/// Lexical and syntax errors.
#[derive(Debug, Clone, Error)]
pub enum ParseError {
    #[error("unexpected character `{text}`")]
    UnexpectedCharacter { text: String, span: Span },

    #[error("unclosed block comment")]
    UnclosedBlockComment { span: Span },

    #[error("unterminated string literal {text}")]
    UnterminatedString { text: String, span: Span },

    #[error("invalid floating-point literal `{text}`")]
    InvalidFloat { text: String, span: Span },

    #[error("integer literal `{text}` does not fit in 32 bits")]
    IntegerOutOfRange { text: String, span: Span },

    #[error("unterminated character literal {text}")]
    UnterminatedChar { text: String, span: Span },

    #[error("malformed character literal {text}")]
    MalformedChar { text: String, span: Span },

    #[error("syntax error at `{found}`: expected {expected}")]
    UnexpectedToken {
        expected: String,
        found: String,
        span: Span,
    },

    #[error("unexpected end of file: expected {expected}")]
    UnexpectedEof { expected: String, span: Span },

    #[error("comparison operators cannot be chained")]
    ChainedComparison { span: Span },

    #[error("invalid assignment target")]
    InvalidAssignTarget { span: Span },
}

impl ParseError {
    pub fn span(&self) -> Span {
        match self {
            ParseError::UnexpectedCharacter { span, .. }
            | ParseError::UnclosedBlockComment { span }
            | ParseError::UnterminatedString { span, .. }
            | ParseError::InvalidFloat { span, .. }
            | ParseError::IntegerOutOfRange { span, .. }
            | ParseError::UnterminatedChar { span, .. }
            | ParseError::MalformedChar { span, .. }
            | ParseError::UnexpectedToken { span, .. }
            | ParseError::UnexpectedEof { span, .. }
            | ParseError::ChainedComparison { span }
            | ParseError::InvalidAssignTarget { span } => *span,
        }
    }

    pub fn code(&self) -> ErrorCode {
        match self {
            ParseError::UnexpectedCharacter { .. } => ErrorCode::UnexpectedCharacter,
            ParseError::UnclosedBlockComment { .. } => ErrorCode::UnclosedBlockComment,
            ParseError::UnterminatedString { .. } => ErrorCode::UnterminatedString,
            ParseError::InvalidFloat { .. } => ErrorCode::InvalidFloat,
            ParseError::IntegerOutOfRange { .. } => ErrorCode::IntegerOutOfRange,
            ParseError::UnterminatedChar { .. } => ErrorCode::UnterminatedChar,
            ParseError::MalformedChar { .. } => ErrorCode::MalformedChar,
            ParseError::UnexpectedToken { .. } => ErrorCode::UnexpectedToken,
            ParseError::UnexpectedEof { .. } => ErrorCode::UnexpectedEof,
            ParseError::ChainedComparison { .. } => ErrorCode::ChainedComparison,
            ParseError::InvalidAssignTarget { .. } => ErrorCode::InvalidAssignTarget,
        }
    }
}

impl From<ParseError> for Diagnostic {
    fn from(error: ParseError) -> Self {
        Diagnostic::error(error.to_string(), error.span()).with_error_code(error.code())
    }
}
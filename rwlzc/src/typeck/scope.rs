//! Lexical scopes and the symbol table.
//!
//! Scopes live in an arena and refer to each other by [`ScopeId`]. Each scope
//! keeps its parent handle and the handles of the scopes opened inside it,
//! so the full tree survives analysis and can be dumped afterwards.
//!
//! Functions are global: they are stored once for the whole table and are
//! found from any scope. Variables are lexical and shadow outer bindings.

use std::fmt::{self, Write as _};

use crate::ast::FunctionKind;
use crate::typeck::ty::{BaseType, ResolvedType};
use rustc_hash::FxHashMap;
use thiserror::Error;

/// Handle to a scope in a [`SymbolTable`].
#[derive(Debug, Clone, Copy, PartialEq, Eq, Hash)]
pub struct ScopeId(u32);

impl ScopeId {
    /// The global scope.
    pub const ROOT: ScopeId = ScopeId(0);

    pub fn index(self) -> usize {
        self.0 as usize
    }
}

/// The kind of scope.
#[derive(Debug, Clone, Copy, PartialEq, Eq)]
pub enum ScopeKind {
    Global,
    /// Parameters of one function.
    Function,
    Block,
    /// The header of a `for` loop.
    Loop,
}

impl fmt::Display for ScopeKind {
    fn fmt(&self, f: &mut fmt::Formatter<'_>) -> fmt::Result {
        f.write_str(match self {
            ScopeKind::Global => "global",
            ScopeKind::Function => "function",
            ScopeKind::Block => "block",
            ScopeKind::Loop => "loop",
        })
    }
}

/// A variable or parameter binding.
#[derive(Debug, Clone, PartialEq)]
pub struct Symbol {
    pub name: String,
    pub ty: ResolvedType,
    pub is_const: bool,
    pub is_initialized: bool,
    pub is_used: bool,
    pub is_parameter: bool,
    /// Line of the definition.
    pub line: u32,
}

impl Symbol {
    pub fn variable(name: impl Into<String>, ty: ResolvedType, line: u32) -> Self {
        Self {
            name: name.into(),
            ty,
            is_const: ty.is_const,
            is_initialized: false,
            is_used: false,
            is_parameter: false,
            line,
        }
    }

    pub fn parameter(name: impl Into<String>, ty: ResolvedType, line: u32) -> Self {
        Self {
            is_initialized: true,
            is_parameter: true,
            ..Self::variable(name, ty, line)
        }
    }
}

/// A function signature registered in the global scope.
#[derive(Debug, Clone, PartialEq)]
pub struct FunctionSymbol {
    pub name: String,
    pub param_types: Vec<ResolvedType>,
    pub param_names: Vec<String>,
    pub return_type: ResolvedType,
    pub kind: FunctionKind,
    pub is_builtin: bool,
    pub is_used: bool,
    pub line: u32,
}

impl FunctionSymbol {
    pub fn arity(&self) -> usize {
        self.param_types.len()
    }
}

impl fmt::Display for FunctionSymbol {
    fn fmt(&self, f: &mut fmt::Formatter<'_>) -> fmt::Result {
        if self.kind != FunctionKind::Normal {
            write!(f, "<{}> ", self.kind)?;
        }
        write!(f, "{}(", self.name)?;
        for (i, (ty, name)) in self.param_types.iter().zip(&self.param_names).enumerate() {
            if i > 0 {
                f.write_str(", ")?;
            }
            write!(f, "{ty} {name}")?;
        }
        write!(f, ") -> {}", self.return_type)
    }
}

/// One lexical scope.
#[derive(Debug, Clone)]
pub struct Scope {
    pub kind: ScopeKind,
    /// Label for dumps, e.g. the function name.
    pub name: String,
    pub parent: Option<ScopeId>,
    pub children: Vec<ScopeId>,
    /// Symbols in definition order.
    symbols: Vec<Symbol>,
    index: FxHashMap<String, usize>,
}

impl Scope {
    fn new(kind: ScopeKind, name: String, parent: Option<ScopeId>) -> Self {
        Self {
            kind,
            name,
            parent,
            children: Vec::new(),
            symbols: Vec::new(),
            index: FxHashMap::default(),
        }
    }

    pub fn get(&self, name: &str) -> Option<&Symbol> {
        self.index.get(name).map(|&i| &self.symbols[i])
    }

    /// Symbols in definition order.
    pub fn symbols(&self) -> &[Symbol] {
        &self.symbols
    }
}

#[derive(Debug, Clone, PartialEq, Eq, Error)]
pub enum ScopeError {
    #[error("cannot exit the global scope")]
    ExitRoot,
}

/// The scope tree plus the global function table.
#[derive(Debug, Clone)]
pub struct SymbolTable {
    scopes: Vec<Scope>,
    current: ScopeId,
    functions: Vec<FunctionSymbol>,
    function_index: FxHashMap<String, usize>,
}

impl Default for SymbolTable {
    fn default() -> Self {
        Self::new()
    }
}

impl SymbolTable {
    /// A table holding only the global scope and the builtin functions.
    pub fn new() -> Self {
        let mut table = Self {
            scopes: vec![Scope::new(ScopeKind::Global, "global".to_string(), None)],
            current: ScopeId::ROOT,
            functions: Vec::new(),
            function_index: FxHashMap::default(),
        };
        table.define_function(FunctionSymbol {
            name: "print".to_string(),
            param_types: vec![ResolvedType::scalar(BaseType::String)],
            param_names: vec!["value".to_string()],
            return_type: ResolvedType::VOID,
            kind: FunctionKind::Normal,
            is_builtin: true,
            is_used: false,
            line: 0,
        });
        table
    }

    pub fn current(&self) -> ScopeId {
        self.current
    }

    pub fn scope(&self, id: ScopeId) -> &Scope {
        &self.scopes[id.index()]
    }

    /// Every scope in creation order.
    pub fn scopes(&self) -> &[Scope] {
        &self.scopes
    }

    pub fn scope_count(&self) -> usize {
        self.scopes.len()
    }

    /// Nesting depth of the current scope; the global scope is 0.
    pub fn depth(&self) -> usize {
        let mut depth = 0;
        let mut scope = self.scope(self.current).parent;
        while let Some(id) = scope {
            depth += 1;
            scope = self.scope(id).parent;
        }
        depth
    }

    /// Open a child of the current scope and make it current.
    pub fn enter_scope(&mut self, kind: ScopeKind, name: impl Into<String>) -> ScopeId {
        let id = ScopeId(self.scopes.len() as u32);
        self.scopes.push(Scope::new(kind, name.into(), Some(self.current)));
        self.scopes[self.current.index()].children.push(id);
        self.current = id;
        id
    }

    /// Return to the parent of the current scope.
    pub fn exit_scope(&mut self) -> Result<ScopeId, ScopeError> {
        let parent = self.scope(self.current).parent.ok_or(ScopeError::ExitRoot)?;
        self.current = parent;
        Ok(parent)
    }

    /// Define a symbol in the current scope.
    ///
    /// Returns `false`, leaving the table unchanged, if the name is already
    /// defined in the current scope. Outer definitions are shadowed.
    pub fn define(&mut self, symbol: Symbol) -> bool {
        let scope = &mut self.scopes[self.current.index()];
        if scope.index.contains_key(&symbol.name) {
            return false;
        }
        scope.index.insert(symbol.name.clone(), scope.symbols.len());
        scope.symbols.push(symbol);
        true
    }

    /// Find a variable, innermost scope first.
    pub fn lookup(&self, name: &str, current_only: bool) -> Option<&Symbol> {
        let id = self.find(name, current_only)?;
        self.scope(id).get(name)
    }

    /// Find a variable for updating its flags.
    pub fn lookup_mut(&mut self, name: &str) -> Option<&mut Symbol> {
        let id = self.find(name, false)?;
        let scope = &mut self.scopes[id.index()];
        let &i = scope.index.get(name)?;
        Some(&mut scope.symbols[i])
    }

    fn find(&self, name: &str, current_only: bool) -> Option<ScopeId> {
        let mut id = Some(self.current);
        while let Some(scope_id) = id {
            let scope = self.scope(scope_id);
            if scope.index.contains_key(name) {
                return Some(scope_id);
            }
            if current_only {
                return None;
            }
            id = scope.parent;
        }
        None
    }

    /// Register a function globally. Returns `false` if the name is taken.
    pub fn define_function(&mut self, function: FunctionSymbol) -> bool {
        if self.function_index.contains_key(&function.name) {
            return false;
        }
        self.function_index
            .insert(function.name.clone(), self.functions.len());
        self.functions.push(function);
        true
    }

    pub fn lookup_function(&self, name: &str) -> Option<&FunctionSymbol> {
        self.function_index.get(name).map(|&i| &self.functions[i])
    }

    pub fn lookup_function_mut(&mut self, name: &str) -> Option<&mut FunctionSymbol> {
        let &i = self.function_index.get(name)?;
        Some(&mut self.functions[i])
    }

    /// Functions in registration order, builtins first.
    pub fn functions(&self) -> &[FunctionSymbol] {
        &self.functions
    }

    /// Render the scope tree with every symbol and its flags.
    pub fn dump(&self) -> String {
        let mut out = String::new();
        self.dump_scope(ScopeId::ROOT, 0, &mut out);
        out
    }

    fn dump_scope(&self, id: ScopeId, level: usize, out: &mut String) {
        let scope = self.scope(id);
        let indent = "  ".repeat(level);
        let _ = writeln!(out, "{indent}{} '{}'", scope.kind, scope.name);

        if id == ScopeId::ROOT {
            for function in &self.functions {
                let mut flags = Vec::new();
                if function.is_builtin {
                    flags.push("builtin");
                }
                if function.is_used {
                    flags.push("used");
                }
                let _ = write!(out, "{indent}  fn {function}");
                write_flags(out, &flags, function.line);
            }
        }

        for symbol in &scope.symbols {
            let mut flags = Vec::new();
            if symbol.is_parameter {
                flags.push("param");
            }
            if symbol.is_initialized {
                flags.push("initialized");
            }
            if symbol.is_used {
                flags.push("used");
            }
            let _ = write!(out, "{indent}  {} {}", symbol.ty, symbol.name);
            write_flags(out, &flags, symbol.line);
        }

        for &child in &scope.children {
            self.dump_scope(child, level + 1, out);
        }
    }
}

fn write_flags(out: &mut String, flags: &[&str], line: u32) {
    if !flags.is_empty() {
        let _ = write!(out, " [{}]", flags.join(", "));
    }
    if line > 0 {
        let _ = write!(out, " (line {line})");
    }
    out.push('\n');
}
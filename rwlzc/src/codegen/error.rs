//! Generation failures.
//!
//! Every variant means the generator was handed a tree that analysis should
//! have rejected, or one that uses a construct with no lowering. None of them
//! are user diagnostics.

use thiserror::Error;

#[derive(Debug, Clone, PartialEq, Eq, Error)]
pub enum CodegenError {
    #[error("variable `{name}` has no storage in function `{function}`")]
    UndeclaredVariable { name: String, function: String },

    #[error("function `{name}` was not declared")]
    UndeclaredFunction { name: String },

    #[error("function `{name}` expects {expected} argument(s) but {found} were provided")]
    ArityMismatch {
        name: String,
        expected: usize,
        found: usize,
    },

    #[error("array `{name}` needs a positive constant size")]
    UnsupportedArraySize { name: String },

    #[error("`{name}` is not an array")]
    NotAnArray { name: String },

    #[error("`{keyword}` outside of a loop")]
    NoEnclosingLoop { keyword: &'static str },

    #[error("{what} cannot be compiled")]
    Unsupported { what: String },

    #[error("block `{block}` in function `{function}` has no terminator")]
    UnterminatedBlock { function: String, block: String },
}

impl CodegenError {
    pub fn unsupported(what: impl Into<String>) -> Self {
        CodegenError::Unsupported { what: what.into() }
    }
}
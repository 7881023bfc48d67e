//! Fuzz target for the RWLZ lexer.
//!
//! Any input must lex to a token stream ending in exactly one `Eof`, with
//! malformed text reported as diagnostics.

#![no_main]

use libfuzzer_sys::fuzz_target;
use rwlzc::{Lexer, TokenKind};

fuzz_target!(|data: &str| {
    let mut lexer = Lexer::new(data);
    let tokens: Vec<_> = lexer.by_ref().collect();

    assert_eq!(tokens.last().map(|t| t.kind), Some(TokenKind::Eof));
    assert_eq!(tokens.iter().filter(|t| t.kind == TokenKind::Eof).count(), 1);
    for token in &tokens {
        assert!(token.span.start <= token.span.end);
        assert!(token.span.end <= data.len());
    }
    let _ = lexer.take_diagnostics();
});
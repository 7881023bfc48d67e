//! Lexer benchmarks using criterion.
//!
//! Run with: cargo bench --bench lexer_bench

use criterion::{black_box, criterion_group, criterion_main, BenchmarkId, Criterion, Throughput};
use rwlzc::Lexer;

/// A complete RWLZ program.
const LIZARD: &str = include_str!("../demos/lizard.rwlz");

/// A simple expression for micro-benchmarking.
const SIMPLE_EXPR: &str = "1 + 2 * 3 - 4 / 5 % 6";

/// Keywords in mixed case; the language matches them case-insensitively.
const KEYWORDS_SOURCE: &str = r#"
if else while for break continue return print const true false hook
IF Else WHILE For int float bool char string void auto array
"#;

/// Numeric literals.
const NUMERIC_SOURCE: &str = r#"
42 3.14159 0.5 1.0e10 2.5e-3 100 200 300 400 500 600 700 800 900 1000
1.0 2.0 3.0 4.0 5.0 6.0 7.0 8.0 9.0 10.0
"#;

/// Strings, chars and comments.
const STRING_SOURCE: &str = r#"
"hello" "world" "escape\n\t\r" 'a' '\n' '\''
// line comment
/* block
   comment */
"#;

fn lex_to_vec(source: &str) -> Vec<rwlzc::TokenKind> {
    Lexer::new(source).map(|t| t.kind).collect()
}

fn bench_lexer(c: &mut Criterion) {
    let mut group = c.benchmark_group("lexer");

    let inputs = [
        ("lizard.rwlz", LIZARD),
        ("simple_expr", SIMPLE_EXPR),
        ("keywords", KEYWORDS_SOURCE),
        ("numeric", NUMERIC_SOURCE),
        ("strings_comments", STRING_SOURCE),
    ];
    for (name, source) in inputs {
        group.throughput(Throughput::Bytes(source.len() as u64));
        group.bench_with_input(BenchmarkId::new(name, source.len()), source, |b, source| {
            b.iter(|| lex_to_vec(black_box(source)));
        });
    }

    group.finish();
}

fn bench_lexer_scaling(c: &mut Criterion) {
    let mut group = c.benchmark_group("lexer_scaling");

    for size in [1, 2, 4, 8, 16] {
        let source = LIZARD.repeat(size);
        group.throughput(Throughput::Bytes(source.len() as u64));
        group.bench_with_input(
            BenchmarkId::new("lizard_repeated", size),
            &source,
            |b, source| {
                b.iter(|| lex_to_vec(black_box(source)));
            },
        );
    }

    group.finish();
}

criterion_group!(benches, bench_lexer, bench_lexer_scaling);
criterion_main!(benches);
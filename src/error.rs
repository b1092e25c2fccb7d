//! Error types for Multiverse
//!
//! Provides a unified error type for all operations.

use thiserror::Error;

/// Result type alias using MultiverseError
pub type Result<T> = std::result::Result<T, MultiverseError>;

/// Unified error type for Multiverse operations
#[derive(Debug, Error)]
pub enum MultiverseError {
    // -------------------------------------------------------------------------
    // Lookup Errors
    // -------------------------------------------------------------------------
    #[error("Character not found: {0}")]
    CharacterNotFound(String),

    #[error("No characters available")]
    EmptyCollection,

    #[error("No characters to analyze")]
    NoData,

    // -------------------------------------------------------------------------
    // Query Errors
    // -------------------------------------------------------------------------
    #[error("Invalid filter: {0}")]
    InvalidFilter(String),

    // -------------------------------------------------------------------------
    // I/O Errors
    // -------------------------------------------------------------------------
    #[error("IO error: {0}")]
    Io(#[from] std::io::Error),

    // -------------------------------------------------------------------------
    // Storage Errors
    // -------------------------------------------------------------------------
    #[error("Storage error: {0}")]
    Storage(String),

    #[error("Snapshot corruption detected: {0}")]
    SnapshotCorruption(String),

    // -------------------------------------------------------------------------
    // Serialization Errors
    // -------------------------------------------------------------------------
    #[error("Serialization error: {0}")]
    Serialization(String),

    // -------------------------------------------------------------------------
    // Network Errors
    // -------------------------------------------------------------------------
    #[error("Network error: {0}")]
    Network(String),

    // -------------------------------------------------------------------------
    // Configuration Errors
    // -------------------------------------------------------------------------
    #[error("Configuration error: {0}")]
    Config(String),
}

impl MultiverseError {
    /// True for lookups that found nothing (a missing id or an empty collection)
    pub fn is_not_found(&self) -> bool {
        matches!(
            self,
            MultiverseError::CharacterNotFound(_) | MultiverseError::EmptyCollection
        )
    }
}

impl From<serde_json::Error> for MultiverseError {
    fn from(e: serde_json::Error) -> Self {
        MultiverseError::Serialization(e.to_string())
    }
}

impl From<bincode::Error> for MultiverseError {
    fn from(e: bincode::Error) -> Self {
        MultiverseError::Serialization(e.to_string())
    }
}
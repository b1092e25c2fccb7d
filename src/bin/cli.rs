//! Multiverse CLI
//!
//! Offline operator tool: runs commands directly against a data directory
//! (stop the server first, it does not watch the file) and prints the
//! replies as JSON.

use clap::{Args as ClapArgs, Parser, Subcommand};
use multiverse::protocol::{Command, Reply};
use multiverse::store::{CharacterQuery, QueryParams};
use multiverse::{Character, CharacterPatch, Config, Engine, MultiverseError, StorageFormat};
use tracing_subscriber::{fmt, EnvFilter};

/// Multiverse CLI
#[derive(Parser, Debug)]
#[command(name = "multiverse-cli")]
#[command(about = "CLI for the Multiverse character store")]
#[command(version)]
struct Args {
    /// Data directory
    #[arg(short, long, env = "MULTIVERSE_DATA_DIR", default_value = "./multiverse_data")]
    data_dir: String,

    /// Storage format: json or snapshot
    #[arg(short, long, env = "MULTIVERSE_STORAGE", default_value = "json")]
    storage: StorageFormat,

    /// Seed for dice and generated records
    #[arg(long)]
    seed: Option<u64>,

    #[command(subcommand)]
    command: Commands,
}

#[derive(Subcommand, Debug)]
enum Commands {
    /// List every character
    List,

    /// Show one character by id
    Get {
        /// The character id
        id: String,
    },

    /// Show a random character
    Random,

    /// Search by category and power level
    Search(SearchArgs),

    /// Generate and store random characters
    Generate {
        /// How many to generate
        #[arg(short, long, default_value = "1")]
        count: usize,
    },

    /// Store a character given as JSON
    Create {
        /// Character JSON
        json: String,
    },

    /// Merge a JSON patch into a character
    Update {
        /// The character id
        id: String,

        /// Patch JSON (only the fields to change)
        json: String,
    },

    /// Delete a character by id
    #[command(alias = "del")]
    Delete {
        /// The character id
        id: String,
    },

    /// Show collection statistics
    Stats,

    /// Fight two characters
    Battle {
        /// First character id
        id1: String,

        /// Second character id
        id2: String,
    },
}

#[derive(ClapArgs, Debug)]
struct SearchArgs {
    #[arg(long)]
    universe: Option<String>,

    #[arg(long)]
    species: Option<String>,

    #[arg(long)]
    planet: Option<String>,

    #[arg(long)]
    min: Option<String>,

    #[arg(long)]
    max: Option<String>,
}

fn main() {
    let filter = EnvFilter::try_from_default_env().unwrap_or_else(|_| EnvFilter::new("warn"));
    fmt()
        .with_env_filter(filter)
        .with_writer(std::io::stderr)
        .init();

    let args = Args::parse();

    if let Err(e) = run(args) {
        eprintln!("error: {}", e);
        std::process::exit(1);
    }
}

fn run(args: Args) -> multiverse::Result<()> {
    let config = Config::builder()
        .data_dir(&args.data_dir)
        .storage_format(args.storage)
        .random_seed(args.seed)
        .build();

    let engine = Engine::open(config)?;

    let commands = match args.command {
        Commands::List => vec![Command::List],
        Commands::Get { id } => vec![Command::Get { id }],
        Commands::Random => vec![Command::Random],
        Commands::Search(search) => {
            let params = QueryParams {
                universe: search.universe,
                species: search.species,
                origin_planet: search.planet,
                power_level_min: search.min,
                power_level_max: search.max,
            };
            vec![Command::Query {
                query: CharacterQuery::from_params(&params)?,
            }]
        }
        Commands::Generate { count } => vec![Command::Generate; count],
        Commands::Create { json } => {
            let character: Character = serde_json::from_str(&json)?;
            vec![Command::Create { character }]
        }
        Commands::Update { id, json } => {
            let patch: CharacterPatch = serde_json::from_str(&json)?;
            vec![Command::Update { id, patch }]
        }
        Commands::Delete { id } => vec![Command::Delete { id }],
        Commands::Stats => vec![Command::Stats],
        Commands::Battle { id1, id2 } => vec![Command::Battle { id1, id2 }],
    };

    for command in commands {
        let reply = engine.execute(command)?;
        print_reply(&reply)?;
    }

    Ok(())
}

fn print_reply(reply: &Reply) -> Result<(), MultiverseError> {
    println!("{}", serde_json::to_string_pretty(reply)?);
    Ok(())
}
★ ★ ★ ★
Only lines of the material that contain the word "UnclosedBlockComment" belong in the answer; copy each one.

    UnclosedBlockComment { span: Span },
            | ParseError::UnclosedBlockComment { span }
            ParseError::UnclosedBlockComment { .. } => ErrorCode::UnclosedBlockComment,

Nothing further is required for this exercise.